Palawan made a pleasant change from Hong Kong, and we saw about 75 species in our time there.

Postscript  (originally written 23rd June)

My "hiding behind the sofa" act hasn't done the England World Cup Squad any good, though. They lost their first two group games and will play Costa Rica  tomorrow.  Four months ago I was telling people in Costa Rica that I'd be thinking of them when the match took place.

So I shall, but whatever happens, England are "toast" , and Costa Rica are deservedly through to the last 16.

"Pura Vida !"


  1. Mouth watering shots of the Peacock Pheasant you got there, John, Congrats.

  2. So I should've turned the ISO up to max when trying to photograph the Copper-Pheasant-that-wouldn't-stand-still the other day in Kyoto? I've got either a blurry head or a blurry body, ... or both. You live and learn. ... Lovely photos!

    1. Well Doctor Jim, - cranking up the ISO can work, but you might end up with very grainy pictures instead.. At least with blurs you can pretend you are being "artistic" !

  3. Wow, the pheasant is a real stunner! Lucky you, John. Sorry, I can't say the say about England's WC campaign.

  4. Mmmm..England at the World Cup….at least it's over now. Time to enjoy the rest of the tournament !

  5. Well you made the right decision. The next World Cup I will go somewhere nice where the football isn't on TV and the locals don't care................

    Great photos again John............

    1. Thanks, Stu ! As for the next World Cup (irony alert) England might be better by then !

  6. That pheasant is just stunning.
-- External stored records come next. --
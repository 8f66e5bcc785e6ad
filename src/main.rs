use avif_compress::config::{CliOptions, RunConfig};
use avif_compress::{convert, output};
use clap::Parser;
use std::num::IntErrorKind;
use std::path::PathBuf;
use std::process::ExitCode;
use tracing_subscriber::EnvFilter;

#[derive(Parser)]
#[command(name = "avif-compress")]
#[command(version)]
#[command(about = "Compress images to AVIF without resizing")]
#[command(long_about = "\
Compress images to AVIF without resizing

Reads a JSON manifest of image paths, re-encodes each image to AVIF at a
fixed quality (applying EXIF orientation), and writes a JSON mapping of
what happened to every entry.

Manifest shapes:

  [\"photos/a.jpg\", {\"path\": \"photos/b.png\"}]
  {\"images\": [\"photos/a.jpg\", {\"file\": \"photos/b.png\"}]}

Object entries use the first of: path, file, input.

Output placement:

  --output-dir out   photos/a.jpg → out/photos/a.avif
  (no output dir)    photos/a.jpg → photos/a.avif
  outside root       ../x/b.jpg   → out/b.avif
  AVIF in place      c.avif       → c-compressed.avif

Defaults can also be set in avif-compress.toml in the root directory.")]
struct Cli {
    /// Path to image list JSON [default: image-files.json]
    #[arg(long, visible_alias = "sizes", value_name = "PATH")]
    images: Option<PathBuf>,

    /// Output directory for .avif files (default: beside each input)
    #[arg(long, value_name = "DIR")]
    output_dir: Option<PathBuf>,

    /// Root directory for relative paths (default: current directory)
    #[arg(long, value_name = "DIR")]
    root_dir: Option<PathBuf>,

    /// AVIF quality 1-100 [default: 75]
    #[arg(long, allow_negative_numbers = true, value_parser = parse_integer)]
    quality: Option<i64>,

    /// rav1e encoder speed 1-10 [default: 6]
    #[arg(long, allow_negative_numbers = true, value_parser = parse_integer)]
    speed: Option<i64>,

    /// Write mapping JSON to this path (default: <output-dir>/image-map.json)
    #[arg(long, value_name = "PATH")]
    mapping_file: Option<PathBuf>,

    /// Config file with defaults (default: <root-dir>/avif-compress.toml if present)
    #[arg(long, value_name = "PATH")]
    config: Option<PathBuf>,

    /// Validate and print actions without writing files
    #[arg(long)]
    dry_run: bool,

    /// More log output on stderr (repeat for trace)
    #[arg(short, long, action = clap::ArgAction::Count, conflicts_with = "quiet")]
    verbose: u8,

    /// Only log errors
    #[arg(short, long)]
    quiet: bool,
}

impl Cli {
    fn log_level(&self) -> &'static str {
        match (self.quiet, self.verbose) {
            (true, _) => "error",
            (false, 0) => "info",
            (false, 1) => "debug",
            (false, _) => "trace",
        }
    }

    fn into_options(self) -> CliOptions {
        CliOptions {
            images: self.images,
            output_dir: self.output_dir,
            root_dir: self.root_dir,
            quality: self.quality,
            speed: self.speed,
            mapping_file: self.mapping_file,
            config: self.config,
            dry_run: self.dry_run,
        }
    }
}

/// Parse any integer, saturating at the `i64` bounds so huge values still
/// reach range validation instead of failing as unparseable.
fn parse_integer(value: &str) -> Result<i64, String> {
    match value.parse::<i64>() {
        Ok(n) => Ok(n),
        Err(err) => match err.kind() {
            IntErrorKind::PosOverflow => Ok(i64::MAX),
            IntErrorKind::NegOverflow => Ok(i64::MIN),
            _ => Err(err.to_string()),
        },
    }
}

fn init_logging(level: &str) {
    let filter = EnvFilter::try_from_default_env().unwrap_or_else(|_| EnvFilter::new(level));
    tracing_subscriber::fmt()
        .with_env_filter(filter)
        .with_writer(std::io::stderr)
        .with_target(false)
        .init();
}

fn main() -> ExitCode {
    let cli = Cli::parse();
    init_logging(cli.log_level());

    let cwd = match std::env::current_dir() {
        Ok(cwd) => cwd,
        Err(err) => {
            println!("Cannot determine current directory: {err}");
            return ExitCode::FAILURE;
        }
    };

    let result = RunConfig::resolve(cli.into_options(), &cwd)
        .map_err(convert::RunError::from)
        .and_then(|config| convert::run(&config));

    match result {
        Ok(summary) => {
            output::print_summary(&summary);
            ExitCode::SUCCESS
        }
        Err(err) => {
            println!("{err}");
            ExitCode::FAILURE
        }
    }
}

#[cfg(test)]
mod tests {
    use super::*;

    #[test]
    fn integers_saturate_instead_of_failing() {
        assert_eq!(parse_integer("75"), Ok(75));
        assert_eq!(parse_integer("-5"), Ok(-5));
        assert_eq!(parse_integer("99999999999999999999"), Ok(i64::MAX));
        assert_eq!(parse_integer("-99999999999999999999"), Ok(i64::MIN));
    }

    #[test]
    fn non_integers_are_rejected() {
        assert!(parse_integer("high").is_err());
        assert!(parse_integer("7.5").is_err());
    }
}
A really interesting post from a different part of the world.

    1. Thanks, HW ! The Philippines is only a short flight from us, but it's certainly different.

  7. One more inducement to go to the Philippines . . . btw have you seen and photographed the pacific swifts in the Tiger Leaping Gorge at Lijiang? I think they may be Salim Ali's Swift, but thought you might have pix?

    1. Mike: We've not seen Pac Swifts at TLG, but have shots from near Danba, Sichuan.

  8. Great report. The pheasants of Asia are truly spectacular birds.

    1. Thanks, David; they are brilliant subjects for photographers, easy to get a "memorable" shot !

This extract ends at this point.